Sebagai sebuah bangsa, Indonesia juga tak luput dari pengaruh ideologinya sendiri yang begitu digdaya. Betapa Pancasila, yang oleh Bung Karno dirumuskan begitu sangat dramatik dan disampaikan secara lengkap dan heroik pada 1 Juni 1945, kemudian diamini bersama-sama sebagai  ideologi  bangsa dan yang sangat luar biasa, seluruh rakyat  berkhidmat  kepadanya. Pasang surut Pancasila sebagai sebuah ideologi  yang oleh Bung Karno sebagai ‘pencipta’nya kemudian diperas-peras, disimpul-simpulkan menjadi Tri-Sila lalu menjadi Eka-Sila dan bahkan dalam perjalanan kepemimpinannya Bung Karno menggelorakan pula Marhaenisme yang beliau klaim sebagai “jalan tengah terbaik bagi Indonesia” ditengah konflik filsafati kapitalisme dan sosialisme-komunisme.

Hal yang sama juga dilakukan Suharto di era kepemimpinannya. Bahkan “kudeta merangkak” yang dilakukannya terhadap Bung Karno sepanjang 1966-1968 dan berujung kepada pelucutan kekuasaan Bung Karno dalam Sidang Istimewa MPRS juga disebutnya sebagai bagian dari upaya ‘penyelamatan Pancasila’. Sepanjang kekuasaanya, Suharto menganalogikan dirinya sebagai Pancasila itu sendiri. Perlawanan terhadap diri Suharto lalu serta merta dianggap sebagai perlawanan kepada Pancasila, berbahaya bagi Negara dan kemudian diberi label subversif. Suharto bahkan sempat melakukan ‘breakdown’ terhadap Pancasila dalam butir-butir sila yang kemudian ditahbiskan sebagai P4, yang lalu secara patuh dijadikan sebagai salah satu kursus kesetiaan kepada Pancasila bagi seluruh lapisan masyarakat bangsa.

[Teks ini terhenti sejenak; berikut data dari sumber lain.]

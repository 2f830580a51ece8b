//! Agentic issue evaluator.
//!
//! The evaluator hands the LLM a repository snapshot plus the sanitized
//! issue (framed between boundary markers) and lets it explore with a
//! `READ_FILES:` directive for a bounded number of turns before it must
//! render a verdict. Parsing fails open: a broken or hijacked response
//! becomes `merit=true` at low confidence with triage labels, never a
//! silent rejection.

use std::sync::Arc;

use tokio_util::sync::CancellationToken;
use tracing::{debug, warn};

use crate::config::RepoDescriptor;
use crate::errors::PipelineError;
use crate::pipeline::state::IssueEvaluation;
use crate::ports::{ChatMessage, Forge, IssueData, LlmClient};
use crate::security::boundary::PromptGuard;
use crate::security::sanitizer::sanitize;
use crate::util::{extract_json_object, truncate_chars};

/// Exploration turns before the LLM must decide.
pub const MAX_EXPLORATION_TURNS: usize = 5;

/// Paths honored per `READ_FILES:` directive.
pub const MAX_FILES_PER_REQUEST: usize = 10;

/// Per-file character budget for fetched content.
const FILE_TRUNCATE_CHARS: usize = 8000;

/// Character budget for the tree listing in the snapshot.
const TREE_TRUNCATE_CHARS: usize = 6000;

/// Labels applied when the evaluator fails open.
pub const LABEL_CANARY_FAILURE: &str = "argus:canary-failure";
pub const LABEL_PARSE_FAILURE: &str = "argus:parse-failure";
pub const LABEL_NEEDS_REVIEW: &str = "argus:needs-review";

/// Label the orchestrator adds when it flips a low-confidence rejection.
pub const LABEL_LOW_CONFIDENCE_OVERRIDE: &str = "argus:low-confidence-override";

/// Manifest files included in the initial snapshot when present.
const MANIFEST_FILES: &[&str] = &[
    "Cargo.toml",
    "package.json",
    "pyproject.toml",
    "go.mod",
    "pom.xml",
    "Makefile",
];

/// The evaluator's result plus bookkeeping for the orchestrator.
#[derive(Debug, Clone)]
pub struct EvaluationOutcome {
    pub evaluation: IssueEvaluation,
    /// Labels the orchestrator should apply (fail-open markers plus the
    /// evaluator's suggestions).
    pub labels: Vec<String>,
    pub llm_calls: u32,
}

/// Multi-turn evaluator over the forge and LLM ports.
pub struct Evaluator {
    forge: Arc<dyn Forge>,
    llm: Option<Arc<dyn LlmClient>>,
}

impl Evaluator {
    pub fn new(forge: Arc<dyn Forge>, llm: Option<Arc<dyn LlmClient>>) -> Self {
        Self { forge, llm }
    }

    /// Evaluate one issue. `Err(LlmUnavailable)` when no LLM is wired in;
    /// every other trouble fails open into a verdict.
    pub async fn evaluate(
        &self,
        repo: &RepoDescriptor,
        issue: &IssueData,
        cancel: CancellationToken,
    ) -> Result<EvaluationOutcome, PipelineError> {
        let llm = self.llm.as_ref().ok_or(PipelineError::LlmUnavailable)?;

        let guard = PromptGuard::new();
        let snapshot = self.build_snapshot(repo).await;
        let title = sanitize(&issue.title);
        let body = sanitize(&issue.body);

        let system = format!(
            "You are the issue evaluator for an autonomous code agent. {preamble} \
             Default to merit=true: only a clearly invalid, spam, or nonsensical \
             issue gets merit=false. You may explore the repository first: reply \
             with a single line `READ_FILES: path1, path2` (at most {max_files} \
             paths) and you will receive their contents. After at most \
             {max_turns} exploration turns, reply with your verdict as one JSON \
             object: {{\"merit\": bool, \"confidence\": 0.0-1.0, \"reasoning\": \
             string, \"proposed_approach\": string, \"affected_files\": [paths], \
             \"suggested_labels\": [strings], \"severity\": \
             \"critical\"|\"high\"|\"medium\"|\"low\"|\"trivial\", \"category\": \
             \"bug\"|\"feature\"|\"improvement\"|\"docs\"|\"question\"|\
             \"duplicate\"|\"invalid\", \"duplicate_of\": number or null}}.",
            preamble = guard.preamble(),
            max_files = MAX_FILES_PER_REQUEST,
            max_turns = MAX_EXPLORATION_TURNS,
        );

        let initial = format!(
            "{snapshot}\n\nIssue #{number} to evaluate:\n\nTitle:\n{title}\n\nBody:\n{body}",
            snapshot = snapshot,
            number = issue.number,
            title = guard.frame(&title.sanitized),
            body = guard.frame(&body.sanitized),
        );

        let mut messages = vec![ChatMessage::system(system), ChatMessage::user(initial)];
        let mut llm_calls = 0u32;

        for turn in 0..=MAX_EXPLORATION_TURNS {
            let response = match llm.send_text(messages.clone(), cancel.clone()).await {
                Ok(text) => text,
                Err(PipelineError::LlmUnavailable) => return Err(PipelineError::LlmUnavailable),
                Err(err) => {
                    warn!(error = %err, "evaluator LLM call failed, failing open");
                    return Ok(fail_open_outcome(0.25, LABEL_PARSE_FAILURE, llm_calls));
                }
            };
            llm_calls += 1;

            if turn < MAX_EXPLORATION_TURNS {
                if let Some(paths) = parse_read_files(&response) {
                    debug!(requested = paths.len(), turn, "evaluator file request");
                    let files = self.fetch_files(repo, &paths).await;
                    messages.push(ChatMessage::assistant(response));
                    messages.push(ChatMessage::user(files));
                    continue;
                }
            }

            if !guard.response_ok(&response) {
                return Ok(fail_open_outcome(0.3, LABEL_CANARY_FAILURE, llm_calls));
            }

            let Some(json) = extract_json_object(&response) else {
                return Ok(fail_open_outcome(0.25, LABEL_PARSE_FAILURE, llm_calls));
            };
            return Ok(match serde_json::from_str::<IssueEvaluation>(&json) {
                Ok(evaluation) => {
                    let labels = evaluation.suggested_labels.clone();
                    EvaluationOutcome {
                        evaluation,
                        labels,
                        llm_calls,
                    }
                }
                Err(err) => {
                    warn!(error = %err, "evaluator verdict unparseable, failing open");
                    fail_open_outcome(0.25, LABEL_PARSE_FAILURE, llm_calls)
                }
            });
        }

        // Exploration budget exhausted without a verdict.
        Ok(fail_open_outcome(0.3, LABEL_NEEDS_REVIEW, llm_calls))
    }

    /// README, well-known manifests, and a compact whole-tree listing.
    async fn build_snapshot(&self, repo: &RepoDescriptor) -> String {
        let mut snapshot = String::from("Repository snapshot:\n");
        let branch = match self.forge.get_default_branch(repo).await {
            Ok(branch) => branch,
            Err(err) => {
                warn!(error = %err, "snapshot: default branch unavailable");
                return snapshot;
            }
        };

        if let Ok(Some(readme)) = self.forge.get_file_content(repo, &branch, "README.md").await {
            snapshot.push_str("\n## README.md\n");
            snapshot.push_str(&truncate_chars(&readme, FILE_TRUNCATE_CHARS, "\n[truncated]"));
        }

        for manifest in MANIFEST_FILES {
            if let Ok(Some(content)) = self.forge.get_file_content(repo, &branch, manifest).await {
                snapshot.push_str(&format!("\n## {}\n", manifest));
                snapshot.push_str(&truncate_chars(&content, 2000, "\n[truncated]"));
            }
        }

        if let Ok(entries) = self.forge.list_tree(repo, &branch, "", true).await {
            let listing: Vec<String> = entries
                .iter()
                .filter(|e| !e.is_dir)
                .map(|e| e.path.clone())
                .collect();
            snapshot.push_str("\n## File tree\n");
            snapshot.push_str(&truncate_chars(
                &listing.join("\n"),
                TREE_TRUNCATE_CHARS,
                "\n[truncated]",
            ));
        }

        snapshot
    }

    async fn fetch_files(&self, repo: &RepoDescriptor, paths: &[String]) -> String {
        let branch = match self.forge.get_default_branch(repo).await {
            Ok(branch) => branch,
            Err(_) => return "Requested files are unavailable.".to_string(),
        };

        let mut out = String::from("Requested files:\n");
        for path in paths.iter().take(MAX_FILES_PER_REQUEST) {
            match self.forge.get_file_content(repo, &branch, path).await {
                Ok(Some(content)) => {
                    out.push_str(&format!("\n## {}\n", path));
                    out.push_str(&truncate_chars(&content, FILE_TRUNCATE_CHARS, "\n[truncated]"));
                }
                Ok(None) => out.push_str(&format!("\n## {} (not found)\n", path)),
                Err(err) => out.push_str(&format!("\n## {} (error: {})\n", path, err)),
            }
        }
        out
    }
}

/// Extract a `READ_FILES:` directive. Only the first such line counts.
fn parse_read_files(response: &str) -> Option<Vec<String>> {
    let line = response
        .lines()
        .map(str::trim)
        .find(|line| line.starts_with("READ_FILES:"))?;
    let paths: Vec<String> = line["READ_FILES:".len()..]
        .split(',')
        .map(|p| p.trim().to_string())
        .filter(|p| !p.is_empty())
        .collect();
    if paths.is_empty() { None } else { Some(paths) }
}

fn fail_open_outcome(confidence: f64, label: &str, llm_calls: u32) -> EvaluationOutcome {
    EvaluationOutcome {
        evaluation: IssueEvaluation::fail_open(confidence, label),
        labels: vec![label.to_string(), LABEL_NEEDS_REVIEW.to_string()],
        llm_calls,
    }
}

Ketika Suharto dilengserkan, lawan-lawan politiknya yang menamakan dirinya sebagai kaum reformis juga melakukan gerakan massa atas nama penegakkan kembali Pancasila yang mereka yakini diselewengkan Suharto selama 32 tahun kekuasaannya. Lalu setelah itu, berturut-turut sejak Habibie hingga Susilo Bambang Yudhoyono juga turun naik atas nama Pancasila. Begitu saktinya Pancasila ini, sehingga mempertahankan dan merebut kekuasaan harus membawa kata ini.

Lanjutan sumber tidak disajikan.